- _Problem_
Look at each line of the records and count those with "AcqRel" in them. Please answer with the count alone.

- _Provided records_
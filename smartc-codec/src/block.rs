//! Block grid over an RGBA frame

use crate::error::{CodecError, Result};

pub const BYTES_PER_PIXEL: usize = 4;

/// Pixel rectangle covered by one block. Edge blocks may be narrower or shorter.
#[derive(Debug, Clone, Copy, PartialEq, Eq)]
pub struct BlockRect {
    pub x: usize,
    pub y: usize,
    pub width: usize,
    pub height: usize,
}

impl BlockRect {
    #[must_use]
    pub const fn pixel_count(&self) -> usize {
        self.width * self.height
    }

    #[must_use]
    pub const fn byte_len(&self) -> usize {
        self.pixel_count() * BYTES_PER_PIXEL
    }
}

#[derive(Debug, Clone, Copy, PartialEq, Eq)]
pub struct BlockGrid {
    width: usize,
    height: usize,
    block_size: usize,
    cols: usize,
    rows: usize,
}

impl BlockGrid {
    #[must_use]
    pub const fn new(width: usize, height: usize, block_size: usize) -> Self {
        Self {
            width,
            height,
            block_size,
            cols: width.div_ceil(block_size),
            rows: height.div_ceil(block_size),
        }
    }

    #[must_use]
    pub const fn cols(&self) -> usize {
        self.cols
    }

    #[must_use]
    pub const fn rows(&self) -> usize {
        self.rows
    }

    #[must_use]
    pub const fn len(&self) -> usize {
        self.cols * self.rows
    }

    #[must_use]
    pub const fn is_empty(&self) -> bool {
        self.len() == 0
    }

    /// Whether every block coordinate fits in the one-byte fields of a delta frame
    #[must_use]
    pub const fn addressable(&self) -> bool {
        self.cols <= 256 && self.rows <= 256
    }

    #[must_use]
    pub fn rect(&self, bx: usize, by: usize) -> BlockRect {
        let x = bx * self.block_size;
        let y = by * self.block_size;
        BlockRect {
            x,
            y,
            width: self.block_size.min(self.width - x),
            height: self.block_size.min(self.height - y),
        }
    }

    /// Rect for coordinates read off the wire
    pub fn checked_rect(&self, bx: u8, by: u8) -> Result<BlockRect> {
        let (col, row) = (usize::from(bx), usize::from(by));
        if col >= self.cols || row >= self.rows {
            return Err(CodecError::BlockOutOfRange {
                x: bx,
                y: by,
                cols: self.cols,
                rows: self.rows,
            });
        }
        Ok(self.rect(col, row))
    }

    /// Block coordinates in row-major order
    pub fn positions(&self) -> impl Iterator<Item = (usize, usize)> + '_ {
        (0..self.rows).flat_map(move |by| (0..self.cols).map(move |bx| (bx, by)))
    }

    /// Byte range of one block row inside the frame buffer
    #[must_use]
    pub fn row_span(&self, rect: &BlockRect, row: usize) -> std::ops::Range<usize> {
        let start = ((rect.y + row) * self.width + rect.x) * BYTES_PER_PIXEL;
        start..start + rect.width * BYTES_PER_PIXEL
    }

    /// Copy the block's pixels into `out`, row by row
    pub fn gather(&self, frame: &[u8], rect: &BlockRect, out: &mut Vec<u8>) {
        out.clear();
        for row in 0..rect.height {
            out.extend_from_slice(&frame[self.row_span(rect, row)]);
        }
    }

    /// Write a block's pixels back into the frame. `block` must be `rect.byte_len()` long.
    pub fn scatter(&self, frame: &mut [u8], rect: &BlockRect, block: &[u8]) {
        let stride = rect.width * BYTES_PER_PIXEL;
        for (row, chunk) in block.chunks_exact(stride).enumerate() {
            frame[self.row_span(rect, row)].copy_from_slice(chunk);
        }
    }

    /// Mean absolute RGB difference of a block exceeds `threshold`.
    ///
    /// Alpha is not compared.
    #[must_use]
    pub fn changed(&self, current: &[u8], previous: &[u8], rect: &BlockRect, threshold: u32) -> bool {
        let mut sum: u64 = 0;
        for row in 0..rect.height {
            let span = self.row_span(rect, row);
            let cur = current[span.clone()].chunks_exact(BYTES_PER_PIXEL);
            let prev = previous[span].chunks_exact(BYTES_PER_PIXEL);
            for (c, p) in cur.zip(prev) {
                sum += (0..3)
                    .map(|ch| u64::from(c[ch].abs_diff(p[ch])))
                    .sum::<u64>();
            }
        }
        sum > u64::from(threshold) * (rect.pixel_count() as u64) * 3
    }
}

#[cfg(test)]
mod tests {
    use super::*;

    #[test]
    fn test_partial_edge_blocks() {
        let grid = BlockGrid::new(10, 6, 4);
        assert_eq!((grid.cols(), grid.rows()), (3, 2));
        assert_eq!(grid.len(), 6);

        let edge = grid.rect(2, 1);
        assert_eq!((edge.x, edge.y, edge.width, edge.height), (8, 4, 2, 2));
        assert_eq!(edge.byte_len(), 16);
    }

    #[test]
    fn test_positions_row_major() {
        let grid = BlockGrid::new(8, 8, 4);
        let positions: Vec<_> = grid.positions().collect();
        assert_eq!(positions, vec![(0, 0), (1, 0), (0, 1), (1, 1)]);
    }

    #[test]
    fn test_gather_scatter() {
        let grid = BlockGrid::new(4, 4, 2);
        let frame: Vec<u8> = (0..64).collect();
        let rect = grid.rect(1, 1);

        let mut block = Vec::new();
        grid.gather(&frame, &rect, &mut block);
        assert_eq!(block, vec![40, 41, 42, 43, 44, 45, 46, 47, 56, 57, 58, 59, 60, 61, 62, 63]);

        let mut target = vec![0u8; 64];
        grid.scatter(&mut target, &rect, &block);
        assert_eq!(target[40..48], frame[40..48]);
        assert_eq!(target[0], 0);
    }

    #[test]
    fn test_change_ignores_alpha() {
        let grid = BlockGrid::new(2, 2, 2);
        let previous = vec![0u8; 16];
        let mut current = previous.clone();
        for px in current.chunks_exact_mut(4) {
            px[3] = 255;
        }
        assert!(!grid.changed(&current, &previous, &grid.rect(0, 0), 5));

        for px in current.chunks_exact_mut(4) {
            px[0] = 20;
        }
        // mean over RGB is 20 / 3
        assert!(grid.changed(&current, &previous, &grid.rect(0, 0), 6));
        assert!(!grid.changed(&current, &previous, &grid.rect(0, 0), 7));
    }

    #[test]
    fn test_checked_rect_bounds() {
        let grid = BlockGrid::new(8, 8, 8);
        assert!(grid.checked_rect(0, 0).is_ok());
        assert!(matches!(
            grid.checked_rect(1, 0),
            Err(CodecError::BlockOutOfRange { x: 1, .. })
        ));
    }
}
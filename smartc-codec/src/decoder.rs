use tracing::debug;

use crate::block::{BlockGrid, BYTES_PER_PIXEL};
use crate::encoder::{apply_delta, frame_len};
use crate::error::{CodecError, Result};
use crate::frame::{DecodedFrame, EncodedFrame, FrameHeader};
use crate::quality::QualityLevel;
use crate::rle;

/// Inverse of [`DifferentialEncoder`](crate::DifferentialEncoder).
///
/// Frames must arrive in encoder order. [`decode_frame`](Self::decode_frame)
/// rejects a delta whose sequence does not follow the last decoded frame.
/// Any decode error drops the reference frame, after which only a keyframe
/// is accepted.
#[derive(Debug)]
pub struct DifferentialDecoder {
    width: u32,
    height: u32,
    frame_len: usize,
    /// Quality of the last keyframe; deltas reuse its block size
    quality: QualityLevel,
    previous: Option<Vec<u8>>,
    /// Sequence of the frame `previous` was reconstructed from
    last_sequence: Option<u64>,
    block: Vec<u8>,
}

impl DifferentialDecoder {
    pub fn new(width: u32, height: u32) -> Result<Self> {
        Ok(Self {
            width,
            height,
            frame_len: frame_len(width, height)?,
            quality: QualityLevel::default(),
            previous: None,
            last_sequence: None,
            block: Vec::new(),
        })
    }

    pub fn initialize(&mut self, width: u32, height: u32) -> Result<()> {
        *self = Self::new(width, height)?;
        Ok(())
    }

    #[must_use]
    pub const fn has_reference(&self) -> bool {
        self.previous.is_some()
    }

    #[must_use]
    pub const fn quality(&self) -> QualityLevel {
        self.quality
    }

    #[must_use]
    pub const fn last_sequence(&self) -> Option<u64> {
        self.last_sequence
    }

    pub fn decode_frame(&mut self, frame: &EncodedFrame) -> Result<DecodedFrame> {
        if frame.width != self.width || frame.height != self.height {
            return Err(CodecError::DimensionMismatch {
                expected: self.frame_len,
                actual: frame_len(frame.width, frame.height)?,
            });
        }

        if !frame.is_keyframe {
            let expected = self.last_sequence.map(|last| last + 1);
            if expected != Some(frame.sequence) {
                debug!(
                    sequence = frame.sequence,
                    expected = ?expected,
                    "Delta out of sequence, waiting for keyframe"
                );
                self.previous = None;
                self.last_sequence = None;
                return Err(CodecError::NeedsKeyframe);
            }
        }

        let decoded = self.decode(frame.as_bytes())?;
        self.last_sequence = Some(frame.sequence);
        Ok(decoded)
    }

    /// Decode a raw wire payload. The payload carries no sequence number, so
    /// ordering is the caller's responsibility.
    pub fn decode(&mut self, payload: &[u8]) -> Result<DecodedFrame> {
        let result = self.decode_payload(payload);
        if let Err(err) = &result {
            debug!(error = %err, "Decode failed, waiting for keyframe");
            self.previous = None;
            self.last_sequence = None;
        }
        result
    }

    fn decode_payload(&mut self, payload: &[u8]) -> Result<DecodedFrame> {
        let (header, mut pos) = FrameHeader::parse(payload)?;
        let width = self.width as usize;
        let height = self.height as usize;

        let frame = match header {
            FrameHeader::Keyframe { quality } => {
                let grid = BlockGrid::new(width, height, quality.params().block_size);
                let mut frame = self
                    .previous
                    .take()
                    .unwrap_or_else(|| vec![0; self.frame_len]);

                for (bx, by) in grid.positions() {
                    let rect = grid.rect(bx, by);
                    self.block.clear();
                    rle::decompress(payload, &mut pos, rect.byte_len(), &mut self.block)?;
                    grid.scatter(&mut frame, &rect, &self.block);
                }
                self.quality = quality;
                frame
            }
            FrameHeader::Delta { changed_blocks } => {
                let mut frame = self.previous.take().ok_or(CodecError::NeedsKeyframe)?;
                let grid = BlockGrid::new(width, height, self.quality.params().block_size);

                for _ in 0..changed_blocks {
                    let (bx, by) = match payload.get(pos..pos + 2) {
                        Some(&[bx, by]) => (bx, by),
                        _ => return Err(CodecError::Truncated(payload.len())),
                    };
                    pos += 2;
                    let rect = grid.checked_rect(bx, by)?;

                    self.block.clear();
                    rle::decompress(payload, &mut pos, rect.byte_len(), &mut self.block)?;

                    let stride = rect.width * BYTES_PER_PIXEL;
                    for (row, deltas) in self.block.chunks_exact(stride).enumerate() {
                        let span = grid.row_span(&rect, row);
                        for (value, &delta) in frame[span].iter_mut().zip(deltas) {
                            *value = apply_delta(*value, delta);
                        }
                    }
                }
                frame
            }
        };

        if pos != payload.len() {
            return Err(CodecError::TrailingBytes(payload.len() - pos));
        }

        let decoded = DecodedFrame {
            data: frame.clone(),
            width: self.width,
            height: self.height,
            is_keyframe: header.is_keyframe(),
        };
        self.previous = Some(frame);
        Ok(decoded)
    }
}
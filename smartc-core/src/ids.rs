//! Identifier newtypes shared by the hub, the mesh manager and the transport

use serde::{Deserialize, Serialize};
use std::borrow::Borrow;
use std::fmt;

/// Opaque connection identifier assigned by the transport layer.
///
/// Doubles as the peer id in the mesh view of a session.
#[derive(Debug, Clone, PartialEq, Eq, Hash, PartialOrd, Ord, Serialize, Deserialize)]
pub struct ConnectionId(String);

impl ConnectionId {
    pub fn new(id: impl Into<String>) -> Self {
        Self(id.into())
    }

    #[must_use]
    pub fn as_str(&self) -> &str {
        &self.0
    }

    #[must_use]
    pub fn into_inner(self) -> String {
        self.0
    }
}

impl fmt::Display for ConnectionId {
    fn fmt(&self, f: &mut fmt::Formatter<'_>) -> fmt::Result {
        write!(f, "{}", self.0)
    }
}

impl From<String> for ConnectionId {
    fn from(s: String) -> Self {
        Self(s)
    }
}

impl From<&str> for ConnectionId {
    fn from(s: &str) -> Self {
        Self(s.to_string())
    }
}

impl Borrow<str> for ConnectionId {
    fn borrow(&self) -> &str {
        &self.0
    }
}

/// Session (room) identifier chosen by clients
#[derive(Debug, Clone, PartialEq, Eq, Hash, PartialOrd, Ord, Serialize, Deserialize)]
pub struct SessionId(String);

impl SessionId {
    pub fn new(id: impl Into<String>) -> Self {
        Self(id.into())
    }

    #[must_use]
    pub fn as_str(&self) -> &str {
        &self.0
    }

    #[must_use]
    pub fn into_inner(self) -> String {
        self.0
    }
}

impl fmt::Display for SessionId {
    fn fmt(&self, f: &mut fmt::Formatter<'_>) -> fmt::Result {
        write!(f, "{}", self.0)
    }
}

impl From<String> for SessionId {
    fn from(s: String) -> Self {
        Self(s)
    }
}

impl From<&str> for SessionId {
    fn from(s: &str) -> Self {
        Self(s.to_string())
    }
}

impl Borrow<str> for SessionId {
    fn borrow(&self) -> &str {
        &self.0
    }
}
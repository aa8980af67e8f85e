//! Connection registry backed by a pool of reusable records
//!
//! Active records live in a `DashMap` keyed by connection id. Released
//! records are reset and parked on a bounded lock-free queue so their
//! buffers can be reused by the next connection.

use crossbeam::queue::ArrayQueue;
use dashmap::mapref::entry::Entry;
use dashmap::DashMap;
use parking_lot::Mutex;
use smartc_core::{ConnectionId, Error, Result, SessionId};
use std::mem;
use std::sync::atomic::{AtomicU64, AtomicUsize, Ordering};
use std::sync::Arc;
use std::time::{Duration, Instant};
use tokio::sync::mpsc;
use tokio_util::sync::CancellationToken;
use tracing::{debug, info, warn};

use crate::wire::ServerEvent;

/// Sending half of a connection's outbound queue
pub type Outbound = mpsc::Sender<ServerEvent>;

pub type SharedRecord = Arc<Mutex<ConnectionRecord>>;

/// Per-connection state. Either free (parked in the pool, all fields reset)
/// or active (registered under its id).
#[derive(Debug)]
pub struct ConnectionRecord {
    id: Option<ConnectionId>,
    pub session_id: Option<SessionId>,
    pub username: String,
    pub connected_at: Instant,
    pub last_activity: Instant,
    pub relay_eligible: bool,
    pub relay_active: bool,
    outbound: Option<Outbound>,
    /// Cancelled when the record leaves the registry
    closed: CancellationToken,
}

impl Default for ConnectionRecord {
    fn default() -> Self {
        let now = Instant::now();
        Self {
            id: None,
            session_id: None,
            username: String::new(),
            connected_at: now,
            last_activity: now,
            relay_eligible: false,
            relay_active: false,
            outbound: None,
            closed: CancellationToken::new(),
        }
    }
}

impl ConnectionRecord {
    fn activate(&mut self, id: ConnectionId, outbound: Outbound) {
        let now = Instant::now();
        self.id = Some(id);
        self.connected_at = now;
        self.last_activity = now;
        self.outbound = Some(outbound);
        self.closed = CancellationToken::new();
    }

    fn reset(&mut self) {
        self.closed.cancel();
        self.id = None;
        self.session_id = None;
        self.username.clear();
        self.relay_eligible = false;
        self.relay_active = false;
        self.outbound = None;
    }

    #[must_use]
    pub const fn id(&self) -> Option<&ConnectionId> {
        self.id.as_ref()
    }

    pub fn touch(&mut self) {
        self.last_activity = Instant::now();
    }

    #[must_use]
    pub fn idle_duration(&self) -> Duration {
        self.last_activity.elapsed()
    }

    #[must_use]
    pub fn outbound(&self) -> Option<&Outbound> {
        self.outbound.as_ref()
    }

    /// Signal that fires once this connection is unregistered, whether by
    /// the transport, an idle sweep or hub shutdown
    #[must_use]
    pub fn closed(&self) -> CancellationToken {
        self.closed.clone()
    }

    /// Approximate heap and inline bytes held by this record
    #[must_use]
    pub fn footprint(&self) -> usize {
        mem::size_of::<Self>()
            + self.id.as_ref().map_or(0, |id| id.as_str().len())
            + self.session_id.as_ref().map_or(0, |id| id.as_str().len())
            + self.username.capacity()
    }
}

/// What a connection held when it left the registry
#[derive(Debug, Clone, PartialEq, Eq)]
pub struct ReleasedRecord {
    pub session_id: Option<SessionId>,
    pub username: String,
    pub connected_for: Duration,
}

#[derive(Debug, Clone, Copy, PartialEq, Eq)]
pub struct PoolStats {
    pub active: usize,
    pub available: usize,
    pub memory_usage_bytes: usize,
    pub total_acquired: u64,
}

pub struct ConnectionPool {
    active: DashMap<ConnectionId, SharedRecord>,
    free: ArrayQueue<ConnectionRecord>,
    /// Reserved or committed slots, checked against `max_active`
    reserved: AtomicUsize,
    total_acquired: AtomicU64,
    /// 0 = unlimited
    max_active: usize,
}

impl ConnectionPool {
    /// `capacity` bounds the free list, `max_active` bounds live connections (0 = unlimited)
    pub fn new(capacity: usize, max_active: usize) -> Self {
        Self {
            active: DashMap::new(),
            free: ArrayQueue::new(capacity.max(1)),
            reserved: AtomicUsize::new(0),
            total_acquired: AtomicU64::new(0),
            max_active,
        }
    }

    /// Take a record for `id`, reusing a free one when available.
    ///
    /// The returned guard puts the record back on the free list unless it is
    /// committed into the registry.
    pub fn acquire(&self, id: ConnectionId, outbound: Outbound) -> Result<PooledConnection<'_>> {
        let reserved = self
            .reserved
            .fetch_update(Ordering::AcqRel, Ordering::Acquire, |n| {
                (self.max_active == 0 || n < self.max_active).then_some(n + 1)
            });
        if reserved.is_err() {
            warn!(
                connection_id = %id,
                max_connections = self.max_active,
                "Connection limit reached"
            );
            return Err(Error::ResourceExhausted(format!(
                "Server at capacity ({} connections)",
                self.max_active
            )));
        }

        let mut record = self.free.pop().unwrap_or_default();
        record.activate(id, outbound);
        Ok(PooledConnection {
            pool: self,
            record: Some(record),
        })
    }

    fn park(&self, mut record: ConnectionRecord) {
        record.reset();
        // full free list: let the record drop
        let _ = self.free.push(record);
    }

    /// Remove `id` from the registry and return its record to the free list.
    ///
    /// The session and username are read after the id is unregistered, so a
    /// concurrent join either sees the id gone or has already stored its
    /// session here.
    pub fn release(&self, id: &ConnectionId) -> Option<ReleasedRecord> {
        let (_, shared) = self.active.remove(id)?;
        self.reserved.fetch_sub(1, Ordering::AcqRel);

        let released = {
            let record = shared.lock();
            ReleasedRecord {
                session_id: record.session_id.clone(),
                username: record.username.clone(),
                connected_for: record.connected_at.elapsed(),
            }
        };

        match Arc::try_unwrap(shared) {
            Ok(record) => self.park(record.into_inner()),
            // still referenced by an in-flight operation; it is dropped when that finishes
            Err(shared) => shared.lock().reset(),
        }
        debug!(connection_id = %id, "Connection record released");
        Some(released)
    }

    #[must_use]
    pub fn get(&self, id: &ConnectionId) -> Option<SharedRecord> {
        self.active.get(id).map(|r| Arc::clone(r.value()))
    }

    /// Close signal for `id`. Unknown ids get an already cancelled token.
    #[must_use]
    pub fn closed(&self, id: &ConnectionId) -> CancellationToken {
        self.get(id).map_or_else(
            || {
                let token = CancellationToken::new();
                token.cancel();
                token
            },
            |record| record.lock().closed(),
        )
    }

    #[must_use]
    pub fn contains(&self, id: &ConnectionId) -> bool {
        self.active.contains_key(id)
    }

    /// Refresh last activity. Returns false for unknown ids.
    pub fn touch(&self, id: &ConnectionId) -> bool {
        self.get(id).map(|record| record.lock().touch()).is_some()
    }

    /// Queue an event for a connection without waiting.
    ///
    /// Delivery is best effort: unknown ids, full queues and closed
    /// connections are logged and reported as `false`.
    pub fn send(&self, id: &ConnectionId, event: ServerEvent) -> bool {
        let Some(outbound) = self.get(id).and_then(|r| r.lock().outbound().cloned()) else {
            debug!(connection_id = %id, "Delivery target not registered");
            return false;
        };
        match outbound.try_send(event) {
            Ok(()) => true,
            Err(mpsc::error::TrySendError::Full(event)) => {
                warn!(
                    connection_id = %id,
                    event_type = event.event_type(),
                    "Outbound queue full, dropping event"
                );
                false
            }
            Err(mpsc::error::TrySendError::Closed(event)) => {
                warn!(
                    connection_id = %id,
                    event_type = event.event_type(),
                    "Outbound queue closed, dropping event"
                );
                false
            }
        }
    }

    /// Ids whose last activity is older than `timeout`
    #[must_use]
    pub fn idle_connections(&self, timeout: Duration) -> Vec<ConnectionId> {
        self.active
            .iter()
            .filter(|entry| entry.value().lock().idle_duration() > timeout)
            .map(|entry| entry.key().clone())
            .collect()
    }

    #[must_use]
    pub fn active_ids(&self) -> Vec<ConnectionId> {
        self.active.iter().map(|entry| entry.key().clone()).collect()
    }

    #[must_use]
    pub fn active_count(&self) -> usize {
        self.active.len()
    }

    #[must_use]
    pub fn available(&self) -> usize {
        self.free.len()
    }

    #[must_use]
    pub fn capacity(&self) -> usize {
        self.free.capacity()
    }

    #[must_use]
    pub fn stats(&self) -> PoolStats {
        let active_bytes: usize = self
            .active
            .iter()
            .map(|entry| entry.value().lock().footprint())
            .sum();
        let available = self.free.len();
        PoolStats {
            active: self.active.len(),
            available,
            memory_usage_bytes: active_bytes + available * mem::size_of::<ConnectionRecord>(),
            total_acquired: self.total_acquired.load(Ordering::Relaxed),
        }
    }

    /// Drop every active record and empty the free list
    pub fn drain(&self) -> usize {
        let ids = self.active_ids();
        let count = ids.iter().filter(|id| self.release(id).is_some()).count();
        while self.free.pop().is_some() {}
        info!(released = count, "Connection pool drained");
        count
    }
}

impl std::fmt::Debug for ConnectionPool {
    fn fmt(&self, f: &mut std::fmt::Formatter<'_>) -> std::fmt::Result {
        f.debug_struct("ConnectionPool")
            .field("active", &self.active.len())
            .field("available", &self.free.len())
            .field("max_active", &self.max_active)
            .finish()
    }
}

/// A record taken from the pool but not yet registered.
///
/// Dropping the guard returns the record and its capacity slot.
#[derive(Debug)]
pub struct PooledConnection<'a> {
    pool: &'a ConnectionPool,
    record: Option<ConnectionRecord>,
}

impl PooledConnection<'_> {
    /// Register the record under its id
    pub fn commit(mut self) -> Result<SharedRecord> {
        let record = self
            .record
            .take()
            .ok_or_else(|| Error::InvariantViolation("pooled record already taken".into()))?;
        let Some(id) = record.id.clone() else {
            self.record = Some(record);
            return Err(Error::InvariantViolation("pooled record has no id".into()));
        };

        match self.pool.active.entry(id) {
            Entry::Occupied(entry) => {
                let message = format!("Connection {} already registered", entry.key());
                drop(entry);
                self.record = Some(record);
                Err(Error::AlreadyExists(message))
            }
            Entry::Vacant(entry) => {
                let shared = Arc::new(Mutex::new(record));
                entry.insert(Arc::clone(&shared));
                self.pool.total_acquired.fetch_add(1, Ordering::Relaxed);
                Ok(shared)
            }
        }
    }
}

impl Drop for PooledConnection<'_> {
    fn drop(&mut self) {
        if let Some(record) = self.record.take() {
            self.pool.reserved.fetch_sub(1, Ordering::AcqRel);
            self.pool.park(record);
        }
    }
}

- _Response box_
3